Im Falle El Salvadors gab es zwar Rückschritte, aber wir stehen vor Wahlen, von denen alle hoffen, daß sie freier und gerechter sind als die vorherigen. Wichtig scheint mir, daß es Schritt für Schritt vorangeht. Niemand erwartet, daß Wahlen in Lateinamerika so perfekt sind wie in Europa oder den USA. Und was Guatemala betrifft: Nun, da haben Sie sicher recht, in Guatemala hat sich nichts bewegt, und der Wille zu einem Friedensschluß fehlt.
Durch das Ende vieler bewaffneter Konflikte in Zentralamerika ist nun der Drogenhandel geradezu explodiert. Wie sehen Sie die Situation?
Das ist ein generelles Übel. Während des Krieges in Nikaragua haben internationale Organisationen und die US-Drogenbekämpfungsbehörde DEA die Augen vor dem verschlossen, was geschah um die Flugzeuge der Drogenschmuggler auch für Waffenlieferungen an die Contras zu verwenden. Heute ist es z. B. in Kostarika so, daß die Arbeit der Polizei deutlich besser geworden ist nur, was hilft das, wenn die Drogennachfrage in den Industrieländern nicht reduziert wird. Wir jedenfalls machen, was wir können, um den Drogenschmuggel zu stoppen.
Immer wieder haben Sie betont, daß die Schulden der sogenannten Dritten Welt das größte Entwicklungshemmnis darstellen. Welche Konsequenzen ziehen Sie daraus?

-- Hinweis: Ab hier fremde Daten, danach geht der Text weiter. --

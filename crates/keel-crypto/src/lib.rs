//! Cryptographic primitives for Keel.
//!
//! Provides the SHA-256 digest used for NAR hashes (with the typed
//! `sha256:<digest>` string form), a streaming [`NarHasher`], and Ed25519
//! keys that sign and verify in the `<key name>:<base64>` format.
//!
//! All crypto operations wrap established libraries; no custom cryptography.

pub mod hash;
pub mod signer;

pub use hash::{Hash, HashError, HashResult, NarHasher};
pub use signer::{Keypair, PublicKey, SignatureError};
//! The base-32 flavour used in store paths and NAR hashes.
//!
//! Nix uses its own alphabet (no `e`, `o`, `u`, `t`) and emits digits from
//! the most significant 5-bit group down, so encodings are not compatible
//! with RFC 4648 base32.

use crate::error::{TypeError, TypeResult};

/// The 32 digits, in value order.
pub const ALPHABET: &[u8; 32] = b"0123456789abcdfghijklmnpqrsvwxyz";

/// Length of the encoding of `len` bytes.
pub const fn encoded_len(len: usize) -> usize {
    if len == 0 {
        0
    } else {
        (len * 8 - 1) / 5 + 1
    }
}

/// Returns `true` if `c` is a digit of the alphabet.
pub fn is_digit(c: u8) -> bool {
    ALPHABET.contains(&c)
}

/// Encode bytes as a nix-base32 string.
pub fn encode(bytes: &[u8]) -> String {
    let len = encoded_len(bytes.len());
    let mut out = String::with_capacity(len);

    for n in (0..len).rev() {
        let bit = n * 5;
        let i = bit / 8;
        let j = bit % 8;
        let low = u16::from(bytes[i]) >> j;
        let high = bytes.get(i + 1).map_or(0, |&b| u16::from(b) << (8 - j));
        let digit = ((low | high) & 0x1f) as usize;
        out.push(char::from(ALPHABET[digit]));
    }

    out
}

/// Decode a nix-base32 string.
///
/// Fails on characters outside the alphabet and on encodings whose leading
/// digit carries bits beyond the decoded length.
pub fn decode(s: &str) -> TypeResult<Vec<u8>> {
    let input = s.as_bytes();
    let size = input.len() * 5 / 8;
    let mut out = vec![0u8; size];
    let invalid = || TypeError::InvalidBase32(s.to_string());

    for (n, &c) in input.iter().rev().enumerate() {
        let digit = ALPHABET
            .iter()
            .position(|&d| d == c)
            .ok_or_else(invalid)? as u16;

        let bit = n * 5;
        let i = bit / 8;
        let j = bit % 8;
        let shifted = digit << j;
        let low = (shifted & 0xff) as u8;
        let high = (shifted >> 8) as u8;

        match out.get_mut(i) {
            Some(byte) => *byte |= low,
            None if low != 0 => return Err(invalid()),
            None => {}
        }
        if high != 0 {
            match out.get_mut(i + 1) {
                Some(byte) => *byte |= high,
                None => return Err(invalid()),
            }
        }
    }

    Ok(out)
}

Wenn Schulden aus politischen Gründen erlassen wurden, wie im Falle Polens oder Ägyptens, dann sollten andere Schulden auch aus humanitären Gründen erlassen werden, beispielsweise die von Haiti, Nikaragua, Bangladesh, die Schulden der ärmsten Länder der Welt. Wenn die Forderungen dieser ärmsten Länder nicht beachtet werden, dann werden auch die Industrienationen die Folgen zu spüren bekommen: mehr rogen, mehr Terrorismus, mehr illegale Einwanderer, mehr Konflikte. Und solange es mehr Konflikte gibt, wird dies ein guter Grund sein, um das Wettrüsten weiter zu betreiben, nicht nur in den Industrienationen, sondern gerade auch in den unterentwickelten Staaten dieser Welt. Und wenn wir die Schulden schon begleichen müssen, dann sollte zumindest ein Abkommen erreicht werden, daß wir nicht mehr als drei Prozent unseres Bruttosozialprodukts oder zehn Prozent unseres Exporterlöses zahlen. Ich meine, jeder höhere Betrag wäre eine mehr als unfaire Bürde für die betroffenen armen Länder.